Par Maïa Mignotte et Zoé Charrier

BELFORT À SES DÉBUTS

Belfort était dès ses débuts une ville avec une certaine importance. On y retrouve des vestiges romains la traversant, car c’était une ville de passage très empruntée à l’époque gauloise. C’est également un point par lequel les Français allaient en Prusse et inversement. Elle a donc toujours eu une utilité par son emplacement. Mais la première mention officielle de la ville de Belfort n’a eu lieu qu’au XIIIe siècle, lorsque son nom apparaît dans le traité de Grandvilliers. C’est une ville stratégique puisqu’elle est située à la frontière avec l’Allemagne et la Suisse, et donc défend le royaume de France de l’arrivée des envahisseurs.
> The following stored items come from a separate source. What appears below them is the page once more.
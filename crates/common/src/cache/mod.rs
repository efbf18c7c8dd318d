//! Redis cache integration
//!
//! Provides:
//! - Multiplexed connection management
//! - Generic get/set operations with TTL
//! - Read-through caching of analytics rollups

use crate::config::CacheSettings;
use crate::errors::{AppError, Result};
use redis::{aio::MultiplexedConnection, AsyncCommands, Client};
use serde::{de::DeserializeOwned, Serialize};
use tokio::sync::RwLock;
use tracing::{debug, warn};

/// Redis cache client
pub struct Cache {
    connection: RwLock<MultiplexedConnection>,
    key_prefix: String,
    default_ttl_secs: u64,
}

impl Cache {
    /// Connect using the cache settings. `Ok(None)` when no URL is configured.
    pub async fn connect(settings: &CacheSettings) -> Result<Option<Self>> {
        let Some(ref url) = settings.url else {
            return Ok(None);
        };

        let client = Client::open(url.as_str()).map_err(|e| AppError::CacheError {
            message: format!("Failed to create Redis client: {}", e),
        })?;

        let connection = client
            .get_multiplexed_async_connection()
            .await
            .map_err(|e| AppError::CacheError {
                message: format!("Failed to connect to Redis: {}", e),
            })?;

        Ok(Some(Self {
            connection: RwLock::new(connection),
            key_prefix: settings.key_prefix.clone(),
            default_ttl_secs: settings.summary_ttl_secs,
        }))
    }

    /// Build a prefixed key
    fn key(&self, key: &str) -> String {
        format!("{}:{}", self.key_prefix, key)
    }

    /// Get a value from cache
    pub async fn get<T: DeserializeOwned>(&self, key: &str) -> Result<Option<T>> {
        let full_key = self.key(key);
        let mut conn = self.connection.write().await;

        let value: Option<String> = conn.get(&full_key).await.map_err(|e| AppError::CacheError {
            message: format!("Failed to get key '{}': {}", full_key, e),
        })?;

        match value {
            Some(json) => {
                let parsed = serde_json::from_str(&json).map_err(|e| AppError::CacheError {
                    message: format!("Failed to parse cached value: {}", e),
                })?;
                debug!(key = %full_key, "Cache hit");
                Ok(Some(parsed))
            }
            None => {
                debug!(key = %full_key, "Cache miss");
                Ok(None)
            }
        }
    }

    /// Set a value in cache with default TTL
    pub async fn set<T: Serialize>(&self, key: &str, value: &T) -> Result<()> {
        self.set_with_ttl(key, value, self.default_ttl_secs).await
    }

    /// Set a value in cache with custom TTL
    pub async fn set_with_ttl<T: Serialize>(&self, key: &str, value: &T, ttl_secs: u64) -> Result<()> {
        let full_key = self.key(key);
        let json = serde_json::to_string(value).map_err(|e| AppError::CacheError {
            message: format!("Failed to serialize value: {}", e),
        })?;

        let mut conn = self.connection.write().await;
        let _: () = conn
            .set_ex(&full_key, &json, ttl_secs)
            .await
            .map_err(|e| AppError::CacheError {
                message: format!("Failed to set key '{}': {}", full_key, e),
            })?;

        debug!(key = %full_key, ttl_secs, "Cache set");
        Ok(())
    }

    /// Get or set with a loader function.
    ///
    /// Cache failures are logged and fall through to the loader.
    pub async fn get_or_load<T, F, Fut>(&self, key: &str, cache_name: &str, loader: F) -> Result<T>
    where
        T: Serialize + DeserializeOwned,
        F: FnOnce() -> Fut,
        Fut: std::future::Future<Output = Result<T>>,
    {
        let value = match resolve_read(self.get::<T>(key).await, cache_name, loader).await? {
            Lookup::Hit(cached) => return Ok(cached),
            Lookup::Loaded(value) => value,
        };

        if let Err(e) = self.set(key, &value).await {
            warn!(error = %e, "Failed to cache value, continuing without cache");
        }

        Ok(value)
    }

    /// Ping Redis to check connectivity
    pub async fn ping(&self) -> Result<()> {
        let mut conn = self.connection.write().await;
        redis::cmd("PING")
            .query_async::<String>(&mut *conn)
            .await
            .map_err(|e| AppError::CacheError {
                message: format!("Redis ping failed: {}", e),
            })?;
        Ok(())
    }
}

/// Outcome of a read-through lookup
#[derive(Debug, PartialEq)]
enum Lookup<T> {
    Hit(T),
    /// Came from the loader and should be written back
    Loaded(T),
}

/// Settle a cache read. Misses and read failures both go to the loader.
async fn resolve_read<T, F, Fut>(read: Result<Option<T>>, cache_name: &str, loader: F) -> Result<Lookup<T>>
where
    F: FnOnce() -> Fut,
    Fut: std::future::Future<Output = Result<T>>,
{
    match read {
        Ok(Some(cached)) => {
            crate::metrics::record_cache(true, cache_name);
            return Ok(Lookup::Hit(cached));
        }
        Ok(None) => crate::metrics::record_cache(false, cache_name),
        Err(e) => warn!(error = %e, cache = cache_name, "Cache read failed, loading from database"),
    }

    loader().await.map(Lookup::Loaded)
}

/// Cache key builder helpers
pub mod keys {
    /// Contractor summary rollup
    pub fn contractor_summary(contractor_id: i32) -> String {
        format!("summary:contractor:{}", contractor_id)
    }
}

#[cfg(test)]
mod tests {
    use super::*;

    #[test]
    fn test_key_builders() {
        assert_eq!(keys::contractor_summary(6), "summary:contractor:6");
    }

    #[tokio::test]
    async fn test_no_url_means_no_cache() {
        let settings = CacheSettings { url: None, ..Default::default() };
        let cache = tokio_test::assert_ok!(Cache::connect(&settings).await);
        assert!(cache.is_none());
    }

    #[tokio::test]
    async fn test_unreachable_redis_is_an_error() {
        let settings = CacheSettings {
            url: Some("redis://127.0.0.1:1".into()),
            ..Default::default()
        };
        assert!(matches!(
            Cache::connect(&settings).await,
            Err(AppError::CacheError { .. })
        ));
    }

    #[tokio::test]
    async fn test_failed_read_falls_through_to_loader() {
        let read: Result<Option<u32>> = Err(AppError::CacheError {
            message: "connection reset".into(),
        });
        let lookup = resolve_read(read, "contractor_summary", || async { Ok(42) }).await;
        assert_eq!(tokio_test::assert_ok!(lookup), Lookup::Loaded(42));
    }

    #[tokio::test]
    async fn test_miss_loads_and_hit_skips_loader() {
        let lookup = resolve_read(Ok(None), "contractor_summary", || async { Ok(7u32) }).await;
        assert_eq!(tokio_test::assert_ok!(lookup), Lookup::Loaded(7));

        let lookup = resolve_read(Ok(Some(3u32)), "contractor_summary", || async {
            Err(AppError::Upstream { message: "loader should not run".into() })
        })
        .await;
        assert_eq!(tokio_test::assert_ok!(lookup), Lookup::Hit(3));
    }

    #[tokio::test]
    async fn test_loader_error_is_returned() {
        let lookup = resolve_read(Ok(None::<u32>), "contractor_summary", || async {
            Err(AppError::DatabaseConnection { message: "pool closed".into() })
        })
        .await;
        assert!(matches!(lookup, Err(AppError::DatabaseConnection { .. })));
    }
}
En 1307, la ville passe sous domination autrichienne via un mariage entre aristos. Oui, Belfort, c’était autrichien durant un temps. La France récupère la ville avec le traité de Westphalie en 1636, à la fin de la guerre de 30 ans. Le destin de Belfort est lié à la guerre depuis, inlassablement.

BELFORT BASTON

En 1678, Belfort devient une place de guerre, la surface de la ville est doublée. Elle s’entoure d’enceintes bastionnées et se dote de casernes, comme ça elle est prête si jamais une nouvelle attaque arrive. Et elle fait bien, puisque la guerre éclate entre la France dirigée par Napoléon III et la Prusse dirigée par Otto von Bismarck en 1870. Comme d’habitude, la France se fait vite défoncer par le voisin teuton, qui arrive aux portes de la ville en novembre 1870. Le siège qui a rendu la ville célèbre va durer 103 jours. Encerclée par les Prussiens, la situation devient vite délicate, Belfort étant le dernier passage avant une invasion du centre de la France.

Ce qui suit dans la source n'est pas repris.